Comparing DIY, standard, family and leading member funds
Most Australians think an SMSF is a one-size-fits-all structure. It’s not. And choosing the wrong type can create massive problems: from succession disputes to litigation, even the loss of family wealth.
Here’s a clear breakdown of the four core types of SMSFs in Australia and who they’re best suited for.
- DIY SMSF – ‘Set and hope’
This is the cheapest and riskiest option. Typically set up online for less than $1,000, a DIY SMSF often uses generic trust deeds and has no tailored strategy.

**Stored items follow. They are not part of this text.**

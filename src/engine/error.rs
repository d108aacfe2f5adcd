use chrono::{NaiveDateTime, NaiveTime};
use ulid::Ulid;

use crate::model::{conflict_message, ReservationStatus, Slot};

use super::resolver::ValidationPhase;

/// Which end of the operating window a slot fell outside of.
#[derive(Debug, Clone, Copy, PartialEq, Eq)]
pub enum HoursBound {
    Opening,
    Closing,
}

#[derive(Debug)]
pub enum EngineError {
    ResourceNotFound(Ulid),
    ReservationNotFound(Ulid),
    ResourceInactive(Ulid),
    InvalidResource(&'static str),
    InvalidInterval(String),
    OperatingHours {
        bound: HoursBound,
        limit: NaiveTime,
    },
    /// Overlap with an active reservation, found either at check time or at commit.
    Conflict {
        reservation_id: Ulid,
        window: Slot,
    },
    InvalidTransition {
        id: Ulid,
        from: ReservationStatus,
        to: ReservationStatus,
    },
    CancellationWindowClosed {
        id: Ulid,
        starts_at: NaiveDateTime,
    },
    Unvalidated(ValidationPhase),
    AlreadyExists(Ulid),
    LimitExceeded(&'static str),
    WalError(String),
}

impl EngineError {
    /// Everything except journal failures is a rejection the caller can act on.
    pub fn is_recoverable(&self) -> bool {
        !matches!(self, EngineError::WalError(_))
    }
}

impl std::fmt::Display for EngineError {
    fn fmt(&self, f: &mut std::fmt::Formatter<'_>) -> std::fmt::Result {
        match self {
            EngineError::ResourceNotFound(id) => write!(f, "court not found: {id}"),
            EngineError::ReservationNotFound(id) => write!(f, "reservation not found: {id}"),
            EngineError::ResourceInactive(id) => {
                write!(f, "court {id} is not accepting reservations")
            }
            EngineError::InvalidResource(msg) => write!(f, "invalid court: {msg}"),
            EngineError::InvalidInterval(msg) => write!(f, "invalid time slot: {msg}"),
            EngineError::OperatingHours { bound, limit } => match bound {
                HoursBound::Opening => write!(f, "Court opens at {}", limit.format("%H:%M")),
                HoursBound::Closing => write!(
                    f,
                    "Booking would extend past closing time ({})",
                    limit.format("%H:%M")
                ),
            },
            EngineError::Conflict { window, .. } => f.write_str(&conflict_message(window)),
            EngineError::InvalidTransition { id, from, to } => {
                write!(f, "reservation {id}: illegal status change {from} -> {to}")
            }
            EngineError::CancellationWindowClosed { starts_at, .. } => write!(
                f,
                "Cannot cancel booking less than 24 hours before start time ({})",
                starts_at.format("%Y-%m-%d %H:%M")
            ),
            EngineError::Unvalidated(phase) => {
                write!(f, "booking validated only through {phase:?}")
            }
            EngineError::AlreadyExists(id) => write!(f, "already exists: {id}"),
            EngineError::LimitExceeded(msg) => write!(f, "limit exceeded: {msg}"),
            EngineError::WalError(e) => write!(f, "WAL error: {e}"),
        }
    }
}

impl std::error::Error for EngineError {}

📍 Example: Peter and Lisa set up a DIY SMSF to buy ETFs. When Peter passed away, Lisa learned their binding death benefit nomination was invalid and the deed handed control to Peter’s brother.

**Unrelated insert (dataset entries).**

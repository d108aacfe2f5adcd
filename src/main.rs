use std::sync::Arc;

use tracing::info;

use courtbook::config::Config;
use courtbook::engine::Engine;
use courtbook::model::Resource;
use courtbook::reaper;

#[tokio::main]
async fn main() -> Result<(), Box<dyn std::error::Error>> {
    tracing_subscriber::fmt::init();

    let config = Config::from_env();
    courtbook::observability::init(config.metrics_port)?;

    // Ensure data directory exists
    std::fs::create_dir_all(&config.data_dir)?;
    let wal_path = config.data_dir.join("courtbook.wal");
    let engine = Arc::new(Engine::new(wal_path.clone())?);

    if let Some(catalog) = &config.catalog {
        let courts: Vec<Resource> = serde_json::from_slice(&std::fs::read(catalog)?)?;
        for court in courts {
            let id = court.id;
            if let Err(e) = engine.upsert_resource(court).await {
                tracing::error!("catalog {}: court {id} rejected: {e}", catalog.display());
            }
        }
    }

    info!("courtbook running");
    info!("  journal: {}", wal_path.display());
    info!("  courts: {}", engine.list_resources().await.len());
    info!("  sweep interval: {:?}", config.sweep_interval);
    info!("  compact threshold: {}", config.compact_threshold);
    info!("  metrics: {}", config.metrics_port.map_or("disabled".to_string(), |p| format!("http://0.0.0.0:{p}/metrics")));

    let sweeper = tokio::spawn(reaper::run_sweeper(engine.clone(), config.sweep_interval));
    let compactor = tokio::spawn(reaper::run_compactor(engine.clone(), config.compact_threshold));

    // Graceful shutdown on SIGTERM/ctrl-c
    let ctrl_c = tokio::signal::ctrl_c();
    #[cfg(unix)]
    {
        let mut sigterm =
            tokio::signal::unix::signal(tokio::signal::unix::SignalKind::terminate())?;
        tokio::select! {
            _ = ctrl_c => {}
            _ = sigterm.recv() => {}
        }
    }
    #[cfg(not(unix))]
    {
        ctrl_c.await?;
    }
    info!("shutdown signal received");

    sweeper.abort();
    compactor.abort();
    // Every acknowledged write is already fsynced; leave a compact journal behind.
    if let Err(e) = engine.compact_wal().await {
        tracing::warn!("final compaction failed: {e}");
    }

    info!("courtbook stopped");
    Ok(())
}
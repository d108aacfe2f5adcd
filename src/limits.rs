//! Hard caps on catalog and reservation sizes.

pub const MAX_RESOURCES: usize = 10_000;
pub const MAX_RESERVATIONS_PER_RESOURCE: usize = 100_000;

pub const MAX_RESOURCE_NAME_LEN: usize = 200;
pub const MAX_BOOKER_NAME_LEN: usize = 100;
pub const MAX_PHONE_LEN: usize = 20;
pub const MAX_EMAIL_LEN: usize = 254;
pub const MAX_NOTES_LEN: usize = 2_000;

/// Widest span `availability_calendar` will compute in one call.
pub const MAX_CALENDAR_DAYS: u32 = 62;

/// Shortest free window that still counts as bookable for the calendar.
pub const MIN_BOOKABLE_MINUTES: i64 = 60;
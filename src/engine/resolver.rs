//! Booking admission: interval, operating hours, overlap, price, commit.
//!
//! Generic over the catalog and store traits; [`Engine`](super::Engine)
//! implements both. [`create_reservation`] runs every phase. Multi-step
//! flows that already checked a slot earlier in the same request hold a
//! [`CheckedBooking`] and finish with [`create_reservation_presumed_valid`];
//! the store's `save` re-checks overlap either way.

use chrono::{NaiveDate, NaiveTime, Utc};
use rust_decimal::Decimal;
use tracing::{debug, info};
use ulid::Ulid;

use crate::model::*;

use super::conflict::{check_operating_hours, compute_duration_and_price, validate_booker, verdict};
use super::{EngineError, ReservationStore, ResourceCatalog};

/// Which checks a [`CheckedBooking`] has passed, in order.
#[derive(Debug, Clone, Copy, PartialEq, Eq, PartialOrd, Ord)]
pub enum ValidationPhase {
    /// Interval is well formed, court exists and is active, slot is within hours.
    OperatingHours,
    /// No active reservation overlaps the slot as of the check.
    Availability,
}

/// Raw booking input, before any validation.
#[derive(Debug, Clone)]
pub struct BookingRequest {
    pub resource_id: Ulid,
    pub date: NaiveDate,
    pub start: NaiveTime,
    pub end: NaiveTime,
    pub booker: BookerInfo,
}

impl BookingRequest {
    pub fn new(resource_id: Ulid, date: NaiveDate, slot: Slot, booker: BookerInfo) -> Self {
        Self {
            resource_id,
            date,
            start: slot.start(),
            end: slot.end(),
            booker,
        }
    }
}

/// A request whose fields have been validated, with its price already derived.
/// Only the resolver constructs these.
#[derive(Debug, Clone)]
pub struct CheckedBooking {
    resource: Resource,
    date: NaiveDate,
    slot: Slot,
    booker: BookerInfo,
    duration_hours: Decimal,
    total_price: Decimal,
    phase: ValidationPhase,
}

impl CheckedBooking {
    pub fn resource(&self) -> &Resource {
        &self.resource
    }

    pub fn date(&self) -> NaiveDate {
        self.date
    }

    pub fn slot(&self) -> Slot {
        self.slot
    }

    pub fn duration_hours(&self) -> Decimal {
        self.duration_hours
    }

    pub fn total_price(&self) -> Decimal {
        self.total_price
    }

    pub fn phase(&self) -> ValidationPhase {
        self.phase
    }
}

pub async fn check_availability<S: ReservationStore + ?Sized>(
    store: &S,
    resource: &Resource,
    date: NaiveDate,
    slot: &Slot,
    exclude_id: Option<Ulid>,
) -> Result<Availability, EngineError> {
    if !resource.active {
        return Err(EngineError::ResourceInactive(resource.id));
    }
    let overlapping = store
        .find_overlapping(resource.id, date, *slot, exclude_id, ACTIVE_STATUSES)
        .await?;
    Ok(verdict(&overlapping))
}

/// Interval, court and operating-hours checks, plus pricing.
pub async fn validate_request<C: ResourceCatalog + ?Sized>(
    catalog: &C,
    request: BookingRequest,
) -> Result<CheckedBooking, EngineError> {
    let slot = Slot::new(request.start, request.end)?;
    validate_booker(&request.booker)?;
    let resource = catalog.get_resource(request.resource_id).await?;
    if !resource.active {
        return Err(EngineError::ResourceInactive(resource.id));
    }
    check_operating_hours(&resource, &slot)?;
    let (duration_hours, total_price) = compute_duration_and_price(&resource, &slot)?;
    Ok(CheckedBooking {
        resource,
        date: request.date,
        slot,
        booker: request.booker,
        duration_hours,
        total_price,
        phase: ValidationPhase::OperatingHours,
    })
}

/// Advance a booking to [`ValidationPhase::Availability`], or fail with the conflict.
pub async fn confirm_slot_free<S: ReservationStore + ?Sized>(
    store: &S,
    mut checked: CheckedBooking,
) -> Result<CheckedBooking, EngineError> {
    match check_availability(store, &checked.resource, checked.date, &checked.slot, None).await? {
        Availability::Available => {
            checked.phase = ValidationPhase::Availability;
            Ok(checked)
        }
        Availability::Conflict { reservation_id, window } => {
            metrics::counter!(crate::observability::CONFLICTS_TOTAL, "phase" => "check").increment(1);
            debug!(
                "slot {} on {} conflicts with {reservation_id} on court {}",
                checked.slot, checked.date, checked.resource.id
            );
            Err(EngineError::Conflict { reservation_id, window })
        }
    }
}

pub async fn create_reservation<C, S>(
    catalog: &C,
    store: &S,
    request: BookingRequest,
) -> Result<Reservation, EngineError>
where
    C: ResourceCatalog + ?Sized,
    S: ReservationStore + ?Sized,
{
    let checked = validate_request(catalog, request).await?;
    let checked = confirm_slot_free(store, checked).await?;
    persist_pending(store, checked).await
}

/// Persist a booking whose availability was checked earlier in the same flow.
/// Anything short of [`ValidationPhase::Availability`] is refused.
pub async fn create_reservation_presumed_valid<S: ReservationStore + ?Sized>(
    store: &S,
    checked: CheckedBooking,
) -> Result<Reservation, EngineError> {
    if checked.phase < ValidationPhase::Availability {
        return Err(EngineError::Unvalidated(checked.phase));
    }
    persist_pending(store, checked).await
}

async fn persist_pending<S: ReservationStore + ?Sized>(
    store: &S,
    checked: CheckedBooking,
) -> Result<Reservation, EngineError> {
    let reservation = Reservation {
        id: Ulid::new(),
        resource_id: checked.resource.id,
        booker: checked.booker,
        date: checked.date,
        slot: checked.slot,
        duration_minutes: checked.slot.duration_minutes(),
        total_price: checked.total_price,
        hourly_rate: checked.resource.hourly_rate,
        status: ReservationStatus::PendingPayment,
        created_at: Utc::now(),
        confirmed_at: None,
        cancelled_at: None,
    };
    let saved = store.save(reservation).await?;
    metrics::counter!(crate::observability::RESERVATIONS_CREATED_TOTAL).increment(1);
    info!(
        "reservation {} created on court {} for {} {} ({})",
        saved.id(),
        saved.resource_id(),
        saved.date(),
        saved.slot(),
        saved.total_price()
    );
    Ok(saved)
}
//! # study_drill_gen
//!
//! An in-memory adaptive study queue for flashcard Learn mode, decoupled
//! from any UI: it orders a round of terms, rolls a question for the queue
//! head, grades answers, and walks each term through
//! `not_started → familiar → mastered`.
//!
//! ## How it works
//!
//! 1. Fetch a session bootstrap (any [`SessionSource`]) and normalize it
//!    with [`SessionBootstrap::from_json`] — one canonical shape, whatever
//!    the backend's field spelling.
//! 2. Build a [`LearnSession`] from the bootstrap, the user's
//!    [`StudySettings`], and an optional RNG seed.
//! 3. Loop: [`LearnSession::next_question`] → show it →
//!    [`LearnSession::submit`] the answer. Each submission returns an
//!    [`AnswerOutcome`] (new status, updated counts, advance delay) plus
//!    the [`Effect`]s to deliver — hand those to [`dispatch_effects`] with
//!    your [`ProgressSink`].
//! 4. The round is over when the queue is empty; every term reached
//!    `mastered` by answering correctly twice.
//!
//! ## Key behaviors
//!
//! - **No regression**: a miss never demotes a `familiar` term; it only
//!   resets the consecutive-correct counter, which drops the term back to
//!   the multiple-choice question style.
//! - **Fire-and-forget reporting**: progress reports are emitted as data
//!   and delivered best-effort; a backend failure is logged and never
//!   stalls or reverts the local queue.
//! - **Deterministic**: pass `rng_seed: Some(u64)` to reproduce the exact
//!   distractors and option order every time — useful for tests.
//!
//! ## Quick start
//!
//! ```rust
//! use study_drill_gen::{
//!     Answer, LearnSession, LearningStatus, LearningTerm, SessionBootstrap,
//!     SessionCounts, StudySettings, Term,
//! };
//!
//! let terms: Vec<LearningTerm> = (0..3)
//!     .map(|i| LearningTerm::new(
//!         Term { id: i, term: format!("term-{i}"), definition: format!("def-{i}"), starred: false },
//!         LearningStatus::NotStarted,
//!         0,
//!     ))
//!     .collect();
//! let bootstrap = SessionBootstrap {
//!     counts: SessionCounts { new: 3, familiar: 0, mastered: 0 },
//!     terms,
//! };
//!
//! let mut session = LearnSession::new(bootstrap, StudySettings::default(), Some(42));
//! while let Some(question) = session.next_question() {
//!     // A perfect student: always submit the expected answer.
//!     let (outcome, _effects) = session
//!         .submit(&question, &Answer::Text(question.expected.clone()))
//!         .unwrap();
//!     println!("{} -> {}", outcome.term_id, outcome.new_status);
//! }
//! assert!(session.is_complete());
//! assert_eq!(session.counts().mastered, 3);
//! ```

pub mod learn_engine;

// Convenience re-exports so callers can use `study_drill_gen::LearnSession`
// directly without reaching into `learn_engine::`.
pub use learn_engine::{
    dispatch_effects, evaluate, load_error_view, nothing_to_learn_view, outcome_view,
    plan_round, question_view, round_complete_view, select_kind, Answer, AnswerOutcome, Effect,
    LearnError, LearnSession, LearningStatus, LearningTerm, ProgressSink, ProgressUpdate,
    Question, QuestionKind, RawSession, RawSessionTerm, SessionBootstrap, SessionCounts,
    SessionSource, StudySettings, Term, ADVANCE_AFTER_CORRECT, ADVANCE_AFTER_INCORRECT,
    DISTRACTOR_COUNT, ROUND_BATCH_SIZE,
};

🔴 Risk: No estate planning protection. Particularly dangerous for blended families or in the event of death.
- Standard SMSF – ‘Compliant but limited’
This is the go-to model for most accountants. It ticks compliance boxes but lacks flexibility for estate planning, control succession, or wealth protection.

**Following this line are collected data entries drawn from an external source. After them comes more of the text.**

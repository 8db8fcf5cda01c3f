//! Core learn engine — the adaptive study queue, question rolling, and the
//! boundary contracts around it.
//!
//! ## Module overview
//!
//! | Module     | Purpose |
//! |------------|---------|
//! | `models`   | All shared types: terms, statuses, counts, settings, questions, outcomes |
//! | `error`    | Failure taxonomy: session load, nothing-to-learn, progress report, reset |
//! | `schema`   | Wire types with dual-spelling tolerance, one-step normalization, round planning |
//! | `question` | Question-style selection, distractor sampling, answer evaluation |
//! | `session`  | `LearnSession` — the per-round mastery state machine over an ordered queue |
//! | `effect`   | Side effects as data, `SessionSource`/`ProgressSink` traits, dispatch |
//! | `view`     | Engine values → client JSON payloads (question, feedback, terminal screens) |

pub mod effect;
pub mod error;
pub mod models;
pub mod question;
pub mod schema;
pub mod session;
pub mod view;

// Re-export the public API surface so callers can use
// `learn_engine::LearnSession` without reaching into sub-modules.
pub use effect::{dispatch_effects, Effect, ProgressSink, SessionSource};
pub use error::LearnError;
pub use models::{
    Answer, AnswerOutcome, LearningStatus, LearningTerm, Question, QuestionKind,
    SessionCounts, StudySettings, Term, ADVANCE_AFTER_CORRECT, ADVANCE_AFTER_INCORRECT,
};
pub use question::{evaluate, select_kind, DISTRACTOR_COUNT};
pub use schema::{plan_round, ProgressUpdate, RawSession, RawSessionTerm, SessionBootstrap,
    ROUND_BATCH_SIZE};
pub use session::LearnSession;
pub use view::{
    load_error_view, nothing_to_learn_view, outcome_view, question_view, round_complete_view,
};
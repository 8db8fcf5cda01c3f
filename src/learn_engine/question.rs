//! Question construction and answer evaluation.
//!
//! The question style for the queue head depends only on two inputs: the
//! term's consecutive-correct counter (zero vs nonzero) and the session's
//! style toggles. Multiple-choice distractors are drawn from the *full*
//! session pool, not just the remaining queue, so late-round questions keep
//! four options.

use rand::seq::SliceRandom;
use rand::{Rng, RngCore};

use crate::learn_engine::models::{
    Answer, LearningTerm, Question, QuestionKind, StudySettings, Term,
};

/// Number of incorrect options alongside the correct one, pool permitting.
pub const DISTRACTOR_COUNT: usize = 3;

// ---------------------------------------------------------------------------
// Style selection
// ---------------------------------------------------------------------------

/// Pick the question style for a term.
///
/// A term that has not been answered correctly since its last miss
/// (counter == 0) gets the gentler multiple-choice form; once it has a
/// correct answer behind it (counter >= 1) it graduates to written recall.
/// Flashcard is the universal fallback when the preferred styles are
/// disabled.
pub fn select_kind(term: &LearningTerm, settings: &StudySettings) -> QuestionKind {
    if term.consecutive_correct == 0 {
        if settings.multiple_choice {
            QuestionKind::MultipleChoice
        } else {
            QuestionKind::Flashcard
        }
    } else if settings.written {
        QuestionKind::Written
    } else if settings.multiple_choice {
        QuestionKind::MultipleChoice
    } else {
        QuestionKind::Flashcard
    }
}

// ---------------------------------------------------------------------------
// Question assembly
// ---------------------------------------------------------------------------

/// Question ID from a style prefix + RNG, e.g. `MC-09AF31C2`.
fn make_question_id(kind: QuestionKind, rng: &mut impl RngCore) -> String {
    let prefix = match kind {
        QuestionKind::MultipleChoice => "MC",
        QuestionKind::Written        => "WR",
        QuestionKind::Flashcard      => "FC",
    };
    format!("{}-{:08X}", prefix, rng.next_u32())
}

/// Sample up to [`DISTRACTOR_COUNT`] distinct wrong definitions for `term`
/// from `pool`, without replacement.
///
/// Distinctness is by option *text*: two different terms sharing a
/// definition contribute one distractor, and nothing equal to the correct
/// answer is ever offered. Pools with fewer than four terms simply yield
/// fewer options.
fn sample_distractors<R: Rng>(rng: &mut R, term: &Term, pool: &[Term]) -> Vec<String> {
    let mut candidates: Vec<&str> = Vec::new();
    for other in pool {
        if other.id == term.id || other.definition == term.definition {
            continue;
        }
        if !candidates.contains(&other.definition.as_str()) {
            candidates.push(&other.definition);
        }
    }

    candidates
        .choose_multiple(rng, DISTRACTOR_COUNT)
        .map(|s| s.to_string())
        .collect()
}

/// Build the question for the queue head, rolling fresh distractors and a
/// fresh option order every time.
pub fn build_question<R: Rng>(
    rng: &mut R,
    head: &LearningTerm,
    pool: &[Term],
    settings: &StudySettings,
) -> Question {
    let kind = select_kind(head, settings);
    let question_id = make_question_id(kind, rng);

    let options = match kind {
        QuestionKind::MultipleChoice => {
            let mut opts = sample_distractors(rng, &head.term, pool);
            opts.push(head.term.definition.clone());
            opts.shuffle(rng);
            opts
        }
        QuestionKind::Written | QuestionKind::Flashcard => Vec::new(),
    };

    Question {
        question_id,
        term_id: head.term.id,
        kind,
        prompt: head.term.term.clone(),
        expected: head.term.definition.clone(),
        options,
    }
}

// ---------------------------------------------------------------------------
// Evaluation
// ---------------------------------------------------------------------------

/// Canonical comparison form: surrounding whitespace stripped, case folded.
fn normalize(s: &str) -> String {
    s.trim().to_lowercase()
}

/// Judge a submitted answer against the question's expected answer.
///
/// Text answers match on the trimmed, case-insensitive form; flashcard
/// self-reports are taken at face value.
pub fn evaluate(question: &Question, answer: &Answer) -> bool {
    match answer {
        Answer::Text(text) => normalize(text) == normalize(&question.expected),
        Answer::SelfReport(knew_it) => *knew_it,
    }
}
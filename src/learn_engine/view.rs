//! View-model adapter: engine values → the JSON shapes the web client
//! renders. Pure value conversion; no HTTP, no rendering.
//!
//! The client speaks camelCase, numbers its options from 1 (the keyboard
//! shortcuts), and distinguishes three terminal screens: round complete,
//! nothing to learn, and load error.

use serde_json::{json, Value};

use crate::learn_engine::models::{AnswerOutcome, Question, QuestionKind, SessionCounts};

fn kind_str(kind: QuestionKind) -> &'static str {
    match kind {
        QuestionKind::MultipleChoice => "multiple_choice",
        QuestionKind::Written        => "written",
        QuestionKind::Flashcard      => "flashcard",
    }
}

/// Build the numbered option list for a multiple-choice question.
fn option_entries(options: &[String]) -> Value {
    let entries: Vec<Value> = options
        .iter()
        .enumerate()
        .map(|(i, text)| json!({ "id": i + 1, "text": text }))
        .collect();
    Value::Array(entries)
}

/// The progress header triple.
fn counts_block(counts: SessionCounts) -> Value {
    json!({
        "newCount": counts.new,
        "familiarCount": counts.familiar,
        "masteredCount": counts.mastered,
        "total": counts.total(),
    })
}

/// Map a [`Question`] plus the session's progress state to the question
/// screen payload.
pub fn question_view(question: &Question, counts: SessionCounts, remaining: usize) -> Value {
    json!({
        "screen": "question",
        "questionId": question.question_id,
        "termId": question.term_id,
        "kind": kind_str(question.kind),
        "prompt": question.prompt,
        "options": option_entries(&question.options),
        "progress": counts_block(counts),
        "remaining": remaining,
    })
}

/// Map an [`AnswerOutcome`] to the feedback overlay payload. The expected
/// answer is included so a miss can show the correction.
pub fn outcome_view(outcome: &AnswerOutcome, expected: &str) -> Value {
    json!({
        "screen": "feedback",
        "termId": outcome.term_id,
        "isCorrect": outcome.is_correct,
        "previousStatus": outcome.previous_status.to_string(),
        "newStatus": outcome.new_status.to_string(),
        "correctAnswer": expected,
        "advanceAfterMs": outcome.advance_after.as_millis() as u64,
        "roundComplete": outcome.round_complete,
        "progress": counts_block(outcome.counts),
    })
}

/// Terminal screen shown when the queue drains.
pub fn round_complete_view(counts: SessionCounts) -> Value {
    json!({
        "screen": "round_complete",
        "progress": counts_block(counts),
        "actions": ["new_round", "exit"],
    })
}

/// Terminal screen for a bootstrap with no studyable terms.
pub fn nothing_to_learn_view() -> Value {
    json!({
        "screen": "nothing_to_learn",
        "actions": ["exit"],
    })
}

/// Terminal screen for a failed session load. Retry is manual.
pub fn load_error_view(message: &str) -> Value {
    json!({
        "screen": "load_error",
        "message": message,
        "actions": ["retry", "exit"],
    })
}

📍 Example: Tim and Jodie run a compliant SMSF. When their son joins the fund at 18, the deed has no way to manage control or create intergenerational planning structures.
🟡 Use if: You want to keep things simple and don’t plan to involve multiple generations.
- Family SMSF – ‘Wealth shared across generations’
This structure allows up to six members, often parents and adult children. It supports pooled investing and centralised decisions.
📍 Example: The Rahmans, with five members, invest in a commercial property leased to their family business. All members have equal input.
🟢 Good for: Cohesive families building wealth together. Still requires careful documentation to avoid future disputes.
- Leading member SMSF – ‘Control, continuity, and bloodline protection’
This is the most sophisticated SMSF model. One or two leading members control the fund, while other members provide delegated authority (via power of attorney).
📍 Example: John, Mary, and their daughter Anna use this model. John is the leading member. When he passes, Anna seamlessly takes control without court delays. They also use SMSF wills and death benefit trusts.
✅ Best for: Families wanting strategic control, intergenerational wealth transfer, and airtight succession.
Quick comparison
SMSF type | Control | Succession | Strategy level | Best for |
DIY | Weak | Poor | Minimal | Budget-only users |
Standard | Basic | Manual | Limited | Simple single-generation users |
Family | Shared | Moderate | Strong | Families investing together |
Leading member | Centralised | Seamless | Advanced | Wealth transfer + protection |
Final thoughts
Your deed is your fund’s rulebook. If you want to avoid disputes and ensure long-term control, a leading member SMSF should be your starting point.
Don’t guess your way through structuring. Choose based on strategy, not price.